History of present illness
A 65-year-old man has been complaining of exertional dyspnea and dry cough for 2 years. During this period, he was treated with oral steroids, inhaled bronchodilators, and antibiotics without any improvement. He was initially identified as having a chronic obstructive pulmonary disease (COPD). Due to the clinical worsening, a chest radiograph was performed, which showed a basal reticular interstitial lung pattern ( Fig. 2.1 ). Therefore, the patient was referred to a pulmonologist.
Past medical history
The patient was a former smoker (40 pack-years) and a retired office worker, without significant occupational or environmental exposure to other noxious particles or gases. He had no family history of respiratory diseases. The only comorbidities were high blood pressure and type 2 diabetes mellitus for which he assumed antihypertensive therapy (valsartan) and oral hypoglycemic agents (glimepiride and metformin).
Physical examination and early clinical findings
At the physical examination, bilateral Velcro sounds were present in the lower fields of the lungs. Peripheral oxygen saturation (SpO 2 ) was 95% at rest in room air. The patient had no skin alterations, neither xerostomia nor xerophthalmia, no Raynaud phenomenon, nor other signs of connective tissue diseases (CTDs).
Clinical course
The presence, at the lower lobes of the lungs, of bilateral Velcro sounds, very specific for ILDs, suggested to the pulmonologists to deepen the diagnostic process by performing an HRCT of the lungs. This showed the typical radiological findings of a UIP pattern: peripheral reticulations, traction bronchiectasis, and honeycombing with a basal predominance ( Fig. 2.2 ; Fig. 2.3 ).
Pulmonary function tests ( Fig 2.4 ) revealed a restrictive lung pattern and a moderate reduction in diffusion capacity for carbon monoxide (DLCO).
Antinuclear antibodies (ANAs), extractable nuclear antigen (ENA) screening, rheumatoid factor (RF), anti-cyclic citrullinated peptide antibodies (anti-CCP), and the myositis panel were all negative. A rheumatological evaluation confirmed the absence of physical signs attributable to an underlying CTD. Specific serum IgG antibodies to various avian proteins, bacterial compounds, or molds (precipitins) resulted to be negative. The case was discussed by a dedicated multidisciplinary team (MDT) involving pulmonologists, radiologists, and rheumatologists.

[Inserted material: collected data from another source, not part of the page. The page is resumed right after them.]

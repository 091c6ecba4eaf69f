//! Metrics collection and export for Quizwire.
//!
//! Uses the `metrics` crate for instrumentation and exports
//! to Prometheus format.

use metrics::{counter, gauge, histogram};
use metrics_exporter_prometheus::PrometheusBuilder;
use std::net::SocketAddr;
use tracing::info;

/// Metric names.
pub mod names {
    pub const CONNECTIONS_TOTAL: &str = "quizwire_connections_total";
    pub const CONNECTIONS_ACTIVE: &str = "quizwire_connections_active";
    pub const MESSAGES_TOTAL: &str = "quizwire_messages_total";
    pub const MESSAGES_BYTES: &str = "quizwire_messages_bytes";
    pub const SESSIONS_ACTIVE: &str = "quizwire_sessions_active";
    pub const JOINS_TOTAL: &str = "quizwire_joins_total";
    pub const REVEAL_UPDATES_TOTAL: &str = "quizwire_reveal_updates_total";
    pub const LATENCY_SECONDS: &str = "quizwire_latency_seconds";
    pub const ERRORS_TOTAL: &str = "quizwire_errors_total";
}

/// Initialize the metrics system.
pub fn init_metrics() {
    metrics::describe_counter!(
        names::CONNECTIONS_TOTAL,
        "Total number of connections since server start"
    );
    metrics::describe_gauge!(
        names::CONNECTIONS_ACTIVE,
        "Current number of active connections"
    );
    metrics::describe_counter!(names::MESSAGES_TOTAL, "Total number of frames processed");
    metrics::describe_counter!(names::MESSAGES_BYTES, "Total bytes of frames processed");
    metrics::describe_gauge!(names::SESSIONS_ACTIVE, "Current number of live quiz sessions");
    metrics::describe_counter!(names::JOINS_TOTAL, "Total number of quiz joins");
    metrics::describe_counter!(
        names::REVEAL_UPDATES_TOTAL,
        "Total number of reveal-flag updates"
    );
    metrics::describe_histogram!(
        names::LATENCY_SECONDS,
        "Frame processing latency in seconds"
    );
    metrics::describe_counter!(names::ERRORS_TOTAL, "Total number of errors");

    info!("Metrics initialized");
}

/// Start the Prometheus metrics server.
///
/// # Errors
///
/// Returns an error if the server cannot be started.
pub fn start_metrics_server(port: u16) -> Result<(), Box<dyn std::error::Error>> {
    let addr: SocketAddr = format!("0.0.0.0:{}", port).parse()?;

    PrometheusBuilder::new()
        .with_http_listener(addr)
        .install()?;

    info!("Metrics server listening on {}", addr);
    Ok(())
}

/// Record a new connection.
pub fn record_connection() {
    counter!(names::CONNECTIONS_TOTAL).increment(1);
    gauge!(names::CONNECTIONS_ACTIVE).increment(1.0);
}

/// Record a disconnection.
pub fn record_disconnection() {
    gauge!(names::CONNECTIONS_ACTIVE).decrement(1.0);
}

/// Record a frame.
pub fn record_message(bytes: usize, direction: &str) {
    counter!(names::MESSAGES_TOTAL, "direction" => direction.to_string()).increment(1);
    counter!(names::MESSAGES_BYTES, "direction" => direction.to_string()).increment(bytes as u64);
}

/// Record frame processing latency.
pub fn record_latency(seconds: f64) {
    histogram!(names::LATENCY_SECONDS).record(seconds);
}

/// Record a successful quiz join.
pub fn record_join() {
    counter!(names::JOINS_TOTAL).increment(1);
}

/// Record a reveal-flag update.
pub fn record_reveal_update() {
    counter!(names::REVEAL_UPDATES_TOTAL).increment(1);
}

/// Update the live session count.
pub fn set_active_sessions(count: usize) {
    gauge!(names::SESSIONS_ACTIVE).set(count as f64);
}

/// Record an error.
pub fn record_error(error_type: &str) {
    counter!(names::ERRORS_TOTAL, "type" => error_type.to_string()).increment(1);
}

/// Metrics guard that records disconnection on drop.
pub struct ConnectionMetricsGuard;

impl ConnectionMetricsGuard {
    /// Create a new metrics guard, recording a connection.
    #[must_use]
    pub fn new() -> Self {
        record_connection();
        Self
    }
}

impl Default for ConnectionMetricsGuard {
    fn default() -> Self {
        Self::new()
    }
}

impl Drop for ConnectionMetricsGuard {
    fn drop(&mut self) {
        record_disconnection();
    }
}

Based on the available clinical and laboratory data, the MDT ascribed the UIP radiological pattern observed in this patient to IPF as no findings suggestive of another diagnosis were found.
At the 6-minute walk test (6MWT), the patient covered a distance of 350 m (67% predicted). He experienced severe dyspnea and had a significant oxygen desaturation after just 2 minutes (lowest SpO 2 = 86%, mean SpO 2 = 90.6%).
The patient also underwent overnight pulse oximetry, which showed nocturnal hypoxemia with a mean SpO 2 of 89.8% and a small number of desaturations per hour of sleep (oxygen desaturation index [ODI] was 34.6). Overall, the patient spent 29.4% of the night with SpO 2 < 90%. The lowest value of SpO 2 was 81%.
Echocardiography revealed mild mitral and tricuspid regurgitation with preserved systolic function and no significant increase in pulmonary artery pressure.
Recommended therapy and further indications
When the diagnosis of IPF was made, the pulmonologist explained to the patient the opportunity to start an antifibrotic therapy. The patient accepted this advice. The physicians did not find drug interaction or other comorbidities that can preclude nintedanib or pirfenidone prescription. Therefore, they shared this important decision with the patient and explained the possible side effects of such drugs and their frequency. During the discussion, the patient expressed concern about photosensitivity, which occurs in about one out of three patients during treatment with pirfenidone. Conversely, he didn’t care about diarrhea, which is more common when taking nintedanib. Thus, nintedanib 150 mg, 1 pill after breakfast and 1 pill after dinner was started. Monthly laboratory tests (complete blood count, direct and total bilirubin, transaminase, γ-glutamyl transpeptidase, and serum creatinine) were scheduled.
Unfortunately, the drug intake was temporarily stopped for a significant alteration of transaminases after about 3 months. The pulmonologists waited for normalization of these parameters and started again with a lower dosage of the same drug, nintedanib 100 mg twice daily. Oxygen supplement during sleep and effort was recommended. Further echocardiography was scheduled to assess the presence of arterial hypertension.
Follow-up and outcomes
After approximately 1 year of follow-up, symptoms were relatively stable, as well as lung volumes and diffusion capacity. In detail, the forced vital capacity was 73% predicted, and DLCO was 50% predicted. The new chest HRCT revealed no signs of radiological progression. The extent of reticulation and honeycombing was approximately the same. No ground-glass opacities or other alterations that might suggest acute exacerbation emerged. The mean pulmonary arterial pressure estimated by echocardiography was near the upper limit of normal (25 mmHg).